Le plus étrange dans ce genre de situations, c’est que nos antiracistes extrêmes, obnubilés par leurs bonnes intentions, croient ainsi servir leur cause alors même qu’ils la discréditent. Combien de fois ces violences ethniques, comme lors des émeutes de 2005, ont-elles été « couvertes » par ces bonnes âmes sous prétexte de ne pas faire le jeu du Front national ? Or c’est exactement le contraire qui se produit. Chaque fois que les militants antiracistes se voilent la face, qu’ils se taisent par idéologie, qu’ils refusent de constater le déficit d’intégration, quand ce n’est pas le refus, ils font justement le jeu du Front national.

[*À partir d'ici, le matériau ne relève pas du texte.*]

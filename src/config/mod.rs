pub mod cli;
pub mod toml_config;

use crate::app::render::OutputFormat;
use crate::utils::error::Result;
use crate::utils::validation::{validate_path, Validate};
use cli::DEFAULT_STORE_FILE;
use toml_config::TomlConfig;

#[cfg(feature = "cli")]
use crate::domain::model::Number;
#[cfg(feature = "cli")]
use clap::{Parser, Subcommand};

#[cfg(feature = "cli")]
#[derive(Debug, Clone, Parser)]
#[command(name = "megasena")]
#[command(about = "Gerencie jogos e resultados da Mega-Sena", version)]
pub struct CliConfig {
    /// Path of the JSON game store (default: jogos.json)
    #[arg(long, global = true)]
    pub store: Option<String>,

    /// Optional TOML configuration file
    #[arg(short, long, global = true)]
    pub config: Option<String>,

    #[arg(long, value_enum, global = true)]
    pub format: Option<OutputFormat>,

    #[arg(short, long, global = true, help = "Enable verbose output")]
    pub verbose: bool,

    #[arg(long, global = true, help = "Emit logs as JSON lines on stderr")]
    pub log_json: bool,

    #[command(subcommand)]
    pub command: Command,
}

#[cfg(feature = "cli")]
#[derive(Debug, Clone, Subcommand)]
pub enum Command {
    /// Adiciona um jogo (6 a 15 números) à lista
    #[command(visible_alias = "adicionar")]
    Add {
        #[arg(allow_negative_numbers = true)]
        numbers: Vec<Number>,
    },
    /// Valida o resultado de um sorteio (6 números) contra os jogos salvos
    #[command(visible_alias = "validar")]
    Validate {
        #[arg(allow_negative_numbers = true)]
        numbers: Vec<Number>,
    },
    /// Lista os jogos salvos
    #[command(visible_alias = "listar")]
    List,
}

/// 合併後的執行設定: CLI 參數 > TOML > 預設值
#[derive(Debug, Clone, PartialEq, Eq)]
pub struct Settings {
    pub store_path: String,
    pub format: OutputFormat,
    pub verbose: bool,
    pub json_logs: bool,
}

impl Settings {
    pub fn resolve(
        store: Option<&str>,
        format: Option<OutputFormat>,
        verbose: bool,
        json_logs: bool,
        file: Option<&TomlConfig>,
    ) -> Self {
        let store_path = store
            .or_else(|| file.and_then(|f| f.store_path()))
            .unwrap_or(DEFAULT_STORE_FILE)
            .to_string();
        let format = format
            .or_else(|| file.and_then(|f| f.output_format()))
            .unwrap_or_default();
        // 旗標只能打開，不能用 CLI 關掉設定檔裡的 true
        let verbose = verbose || file.and_then(|f| f.verbose()).unwrap_or(false);
        let json_logs = json_logs || file.and_then(|f| f.json_logs()).unwrap_or(false);

        Self {
            store_path,
            format,
            verbose,
            json_logs,
        }
    }
}

impl Validate for Settings {
    fn validate(&self) -> Result<()> {
        validate_path("store", &self.store_path)
    }
}

#[cfg(feature = "cli")]
impl CliConfig {
    /// 讀取 --config 指定的 TOML (若有) 並合併成 Settings
    pub fn settings(&self) -> Result<Settings> {
        let file = match &self.config {
            Some(path) => {
                let file = TomlConfig::from_file(path)?;
                file.validate()?;
                Some(file)
            }
            None => None,
        };

        let settings = Settings::resolve(
            self.store.as_deref(),
            self.format,
            self.verbose,
            self.log_json,
            file.as_ref(),
        );
        settings.validate()?;
        Ok(settings)
    }
}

En répétant « Il n’y a pas de problème, circulez ! », ces antiracistes ne font qu’aggraver les choses. Le résultat de ce déni, c’est de concéder à Marine Le Pen le monopole de la parole. Car tous ceux qui ne sont pas aveuglés par le radicalisme antiraciste voient bien que, si le Front national n’a guère de solutions à proposer, il est malheureusement souvent le seul à reconnaître l’existence d’un véritable problème d’intégration et d’immigration en France.

Le silence des antiracistes radicaux a beau être bien intentionné, il n’en est pas moins coupable. Comme l’écrit si bien le fondateur du Nouvel Observateur, Jean Daniel, le Front national a « empoisonné les débats » au point d’« étouffer en nous les réactions légitimes et opportunes » (Comment peut-on être français ? — Les Belles Lettres). De peur de se faire comparer à Le Pen, toute une partie de l’intelligentsia se tait et garde le silence sur les problèmes réels de l’immigration.

Or le pacte de l’immigration n’est-il pas celui de l’intégration ? Sans intégration en échange de l’accueil généreux des immigrants, il n’y a plus de règle qui tienne. Le pacte est rompu. La règle est faussée. Rappelons que, face à une droite nationaliste et xénophobe, c’est justement la gauche qui a longtemps défendu la laïcité et l’intégration comme les seules garanties de l’ouverture à l’Autre, pour utiliser un terme à la mode. Il est étonnant d’entendre aujourd’hui qualifier ces idéaux de gauche que sont la laïcité et l’intégration de réactionnaires, voire d’ethniques, simplement parce que Marine Le Pen en a prononcé le nom.

Vendredi dernier, ce sont ceux qui refusèrent de se taire qui furent au fond les véritables antiracistes.